I’m dismayed at the Martha’s Vineyard Commission’s willingness to raze yet another historic Vineyard home that has essentially been demolished by neglect.

A very few years ago, and for decades, the Edwin Luce House on Indian Hill sheltered a Vineyarder and her live-in carers while her child lived in the guest house. It was, in short, a fully functioning home. It is very easy — too easy — to let these precious centuries old buildings fall into disrepair and then argue, well, now nothing can be done. The MVC’s decisions seem to reward this behavior time and time again.

I was particularly horrified by commissioner Trip Barnes’s blithe assertion that we need to look to the future not the past. Really, Trip? A future of ever more bloated homes that suburbanize this unique, rural, historic place and have the carbon footprint of King Kong? And I laughed out loud at his concern for the contractors’ bottom line at a time when every construction-related trade on this Island is so burdened with overwork they’re practically booking into the next decade. Leave aside that a renovation would also provide plenty of good jobs, as would have the maintenance of these buildings over the years they have been left to decay.

I was also troubled by the assertion that historic houses that can’t been seen from the road aren’t worth preserving. Is that really all we care about now? Being a fantasy Island for tourist buses to gawp at?

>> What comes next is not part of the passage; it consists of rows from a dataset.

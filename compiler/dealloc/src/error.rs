//! Errors reported by the deallocation transform.
//!
//! Every error is fatal for the routine being transformed: it means the
//! input breaks the ownership discipline the transform relies on, so there
//! is nothing to recover locally. The routine is left partially rewritten
//! and must be discarded by the caller.
//!
//! Codes follow the compiler's `E####` scheme; the `E7xxx` range belongs to
//! ownership/deallocation.

use dealloc_ir::{BlockId, OpId, ValueId, VerifyError};
use thiserror::Error;

/// A routine-fatal ownership violation.
#[derive(Clone, Debug, PartialEq, Eq, Error)]
pub enum DeallocError {
    /// A loop region releases a buffer defined outside of it.
    #[error("`{name}` ({op:?}): can't implicitly capture across loop boundaries; use an explicit iter arg instead")]
    CrossLoopRelease { op: OpId, name: String },

    /// One branch of an `If` releases a buffer but there is no else body to
    /// hand the matching indicator back.
    #[error("`{name}` ({op:?}): cannot implicitly capture from an if without else")]
    CaptureWithoutElse { op: OpId, name: String },

    /// One branch releases `value` and the other branch does not yield it.
    #[error("`{name}` ({op:?}): released value {value:?} not yielded on other branch")]
    ReleasedValueNotYielded {
        op: OpId,
        name: String,
        value: ValueId,
    },

    /// No indicator is on record for a released value.
    #[error("`{name}` ({op:?}): no ownership indicator found for {value:?}; same value released twice?")]
    MissingIndicator {
        op: OpId,
        name: String,
        value: ValueId,
    },

    /// A block nested in an opaque operation acquires or releases buffers.
    #[error("`{name}` ({op:?}): block unexpectedly released or returned an alloc")]
    OpaqueRegionOwnership { op: OpId, name: String },

    /// An opaque operation with regions produces a buffer.
    #[error("`{name}` ({op:?}): operation with opaque regions must not return a buffer")]
    OpaqueRegionReturnsBuffer { op: OpId, name: String },

    /// The routine body releases a buffer it never owned.
    #[error("`{name}` ({op:?}): invalid realloc of a buffer the routine does not own")]
    InvalidRealloc { op: OpId, name: String },

    /// A region-branch construct has a region with more than one block.
    #[error("`{name}` ({op:?}): regions with more than one block are not supported")]
    MultiBlockRegion { op: OpId, name: String },

    /// A block the transform has to extend has no terminator.
    #[error("`{name}` ({op:?}): block {block:?} has no terminator")]
    MissingTerminator {
        op: OpId,
        name: String,
        block: BlockId,
    },

    /// The structural verifier rejected the transformed routine.
    #[error("verification failed: {0}")]
    Verification(#[from] VerifyError),
}

impl DeallocError {
    /// Stable error code.
    pub fn code(&self) -> &'static str {
        match self {
            DeallocError::CrossLoopRelease { .. } => "E7001",
            DeallocError::CaptureWithoutElse { .. } => "E7002",
            DeallocError::ReleasedValueNotYielded { .. } => "E7003",
            DeallocError::MissingIndicator { .. } => "E7004",
            DeallocError::OpaqueRegionOwnership { .. } => "E7005",
            DeallocError::OpaqueRegionReturnsBuffer { .. } => "E7006",
            DeallocError::InvalidRealloc { .. } => "E7007",
            DeallocError::MultiBlockRegion { .. } => "E7008",
            DeallocError::MissingTerminator { .. } => "E7009",
            DeallocError::Verification(_) => "E7010",
        }
    }

    /// The operation the error is attached to, if any.
    pub fn op(&self) -> Option<OpId> {
        match self {
            DeallocError::CrossLoopRelease { op, .. }
            | DeallocError::CaptureWithoutElse { op, .. }
            | DeallocError::ReleasedValueNotYielded { op, .. }
            | DeallocError::MissingIndicator { op, .. }
            | DeallocError::OpaqueRegionOwnership { op, .. }
            | DeallocError::OpaqueRegionReturnsBuffer { op, .. }
            | DeallocError::InvalidRealloc { op, .. }
            | DeallocError::MultiBlockRegion { op, .. }
            | DeallocError::MissingTerminator { op, .. } => Some(*op),
            DeallocError::Verification(
                VerifyError::MisplacedTerminator { op, .. }
                | VerifyError::MultiBlockRegion { op, .. }
                | VerifyError::RetainSegments { op, .. }
                | VerifyError::IfWithoutElse { op }
                | VerifyError::EdgeArity { op, .. },
            ) => Some(*op),
            DeallocError::Verification(VerifyError::MissingTerminator { .. }) => None,
        }
    }
}
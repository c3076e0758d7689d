//! Idempotent schema creation for the knowledge and session databases.

use anyhow::Result;
use sqlx::SqlitePool;

/// Create the knowledge-side tables: source documents, chunks, the FTS5
/// index over chunk text, and the vector blobs.
pub async fn ensure_knowledge_schema(pool: &SqlitePool) -> Result<()> {
    sqlx::query(
        r#"
        CREATE TABLE IF NOT EXISTS documents (
            id TEXT PRIMARY KEY,
            collection TEXT NOT NULL,
            path TEXT NOT NULL,
            title TEXT NOT NULL,
            indexed_at INTEGER NOT NULL,
            chunk_count INTEGER NOT NULL
        )
        "#,
    )
    .execute(pool)
    .await?;

    sqlx::query(
        r#"
        CREATE TABLE IF NOT EXISTS chunks (
            id TEXT PRIMARY KEY,
            source_id TEXT NOT NULL,
            collection TEXT NOT NULL,
            chunk_index INTEGER NOT NULL,
            text TEXT NOT NULL,
            hash TEXT NOT NULL,
            UNIQUE(source_id, chunk_index),
            FOREIGN KEY (source_id) REFERENCES documents(id)
        )
        "#,
    )
    .execute(pool)
    .await?;

    sqlx::query(
        r#"
        CREATE TABLE IF NOT EXISTS chunk_vectors (
            chunk_id TEXT PRIMARY KEY,
            collection TEXT NOT NULL,
            model TEXT NOT NULL,
            dims INTEGER NOT NULL,
            embedding BLOB NOT NULL,
            FOREIGN KEY (chunk_id) REFERENCES chunks(id)
        )
        "#,
    )
    .execute(pool)
    .await?;

    // FTS5 CREATE is not idempotent natively, so we check first
    let fts_exists: bool = sqlx::query_scalar(
        "SELECT COUNT(*) > 0 FROM sqlite_master WHERE type='table' AND name='chunks_fts'",
    )
    .fetch_one(pool)
    .await?;

    if !fts_exists {
        sqlx::query(
            r#"
            CREATE VIRTUAL TABLE chunks_fts USING fts5(
                chunk_id UNINDEXED,
                collection UNINDEXED,
                text
            )
            "#,
        )
        .execute(pool)
        .await?;
    }

    sqlx::query("CREATE INDEX IF NOT EXISTS idx_chunks_collection ON chunks(collection)")
        .execute(pool)
        .await?;
    sqlx::query("CREATE INDEX IF NOT EXISTS idx_vectors_collection ON chunk_vectors(collection)")
        .execute(pool)
        .await?;

    Ok(())
}

/// Create the session-side table. Turns are append-only and ordered by
/// `seq` within each `(store, session_id)`.
pub async fn ensure_session_schema(pool: &SqlitePool) -> Result<()> {
    sqlx::query(
        r#"
        CREATE TABLE IF NOT EXISTS turns (
            store TEXT NOT NULL,
            session_id TEXT NOT NULL,
            seq INTEGER NOT NULL,
            role TEXT NOT NULL,
            content TEXT NOT NULL,
            created_at INTEGER NOT NULL,
            PRIMARY KEY (store, session_id, seq)
        )
        "#,
    )
    .execute(pool)
    .await?;

    Ok(())
}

Indian Hill is a wonderfully preserved enclave of this Island’s rural past. Its increasingly rare historic homes speak to our Island history as a rural place where people of modest means lived and thrived by hard labor and closeness to the land.

It helps us to answer the essential question of who we were, through which we reach a better understand

ing of who we have become. If the MVC doesn’t change course in the way they evaluate issues of historic preservation that entire story will soon be erased from the landscape.